Ora para um comunista o que interessa é principalmente o trabalho do coletivo — por isso mesmo, defendeu que o que importa não é “como é que o Paulo Raimundo se vai safar“. E rematou com mais um sinal de que a solução poderá estar nas “maiorias que se formem” depois das eleições de dia 10 de março — “Lá estaremos com mais força para condicionar os caminhos de futuro”.

O diálogo mais revelador

Rui Rocha: A IL acredita que é possível subir salários pelo crescimento económico e não por decreto e este aumento de 15% generalizado que o PCP propõe tinha como consequência a ruína de pequenas e médias empresas.

Paulo Raimundo: Não necessariamente.

Rui Rocha: Vamos admitir que uma empresa decide aumentar um trabalhador nos tais 15%, ganha hoje 1300 euros, abaixo do salário médio.

Paulo Raimundo: Olhe que isso já não é mau…

Rui Rocha: Passaria a ganhar 1495 euros. O custo desse aumento são 221 euros por mês, para o trabalhador vão 122 euros e para o Estado 118 euros, praticamente metade. E pergunto a Paulo Raimundo se acha isto justo porque é uma das razões, para além do fraco crescimento económico, pelas quais as pessoas emigram para a Alemanha e para a Holanda.

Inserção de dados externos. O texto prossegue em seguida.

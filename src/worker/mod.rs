#![doc = include_str!("README.md")]
mod api;
mod click;
mod constants;
mod dispatcher;
pub mod error;
#[cfg(not(target_arch = "wasm32"))]
mod http;
mod lifecycle;
pub mod memory;
pub mod platform;
pub mod precache;
mod push;
pub mod settings;
mod support;
mod sync;
mod types;
#[cfg(all(feature = "wasm-web", target_arch = "wasm32"))]
pub mod wasm;

pub use api::{EventOutcome, ServiceWorker, ServiceWorkerBuilder, WorkerEvent};
pub use click::{handle_close, route_click, ClickOutcome, NotificationClick};
pub use constants::{DEFAULT_SYNC_TAG, PRECACHE_COMPONENT_NAME, WORKER_COMPONENT_NAME};
pub use dispatcher::WorkerHandle;
pub use error::{WorkerError, WorkerErrorCode, WorkerResult};
#[cfg(not(target_arch = "wasm32"))]
pub use http::HttpFetcher;
pub use lifecycle::{CloseReason, NotificationState};
pub use platform::{CacheStore, ClientRegistry, NetworkFetcher, NotificationCenter, SyncRoutine};
pub use precache::{
    ActivateReport, FetchOutcome, InstallReport, PrecacheController, PrecacheEntry,
    PrecacheManifest, ResponseSource,
};
pub use push::{build_notification, handle_push, parse_push_payload};
pub use settings::{NotificationDefaults, PrecacheSettings, SyncSettings, WorkerSettings};
pub use support::is_supported;
pub use sync::{handle_sync, DeferredRetry, SyncOutcome};
pub use types::{
    ClientWindow, FetchRequest, FetchResponse, NotificationData, NotificationRecord, PushPayload,
    RequestMode, SyncEvent,
};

Paulo Raimundo: Há uma diferença considerável porque temos três milhões de trabalhadores que ganham até mil euros de salário bruto por mês, mais de metade de toda a mão de obra.

Rui Rocha: O PCP aprovou seis orçamentos ao PS.

Paulo Raimundo: Eu sei que o senhor deputado não nos perdoa…

Rui Rocha: A IL nunca esteve no poder nem influenciou o poder. Não perdoo, não… pela estagnação do país…

Paulo Raimundo: Não nos perdoa o facto de termos arredado o governo do PSD e do CDS, de termos afastado da gestão do país aquilo que é a fonte de inspiração do seu programa, que é a troika.

Rui Rocha: Não tenho nada a ver com o PSD e com o CDS, nem sequer quis ir com eles na coligação por isso veja como estou distante. É pela estagnação do país…

Paulo Raimundo: [Fonte de inspiração] que é a troika… Só que é 10 vezes a multiplicar o projeto da troika.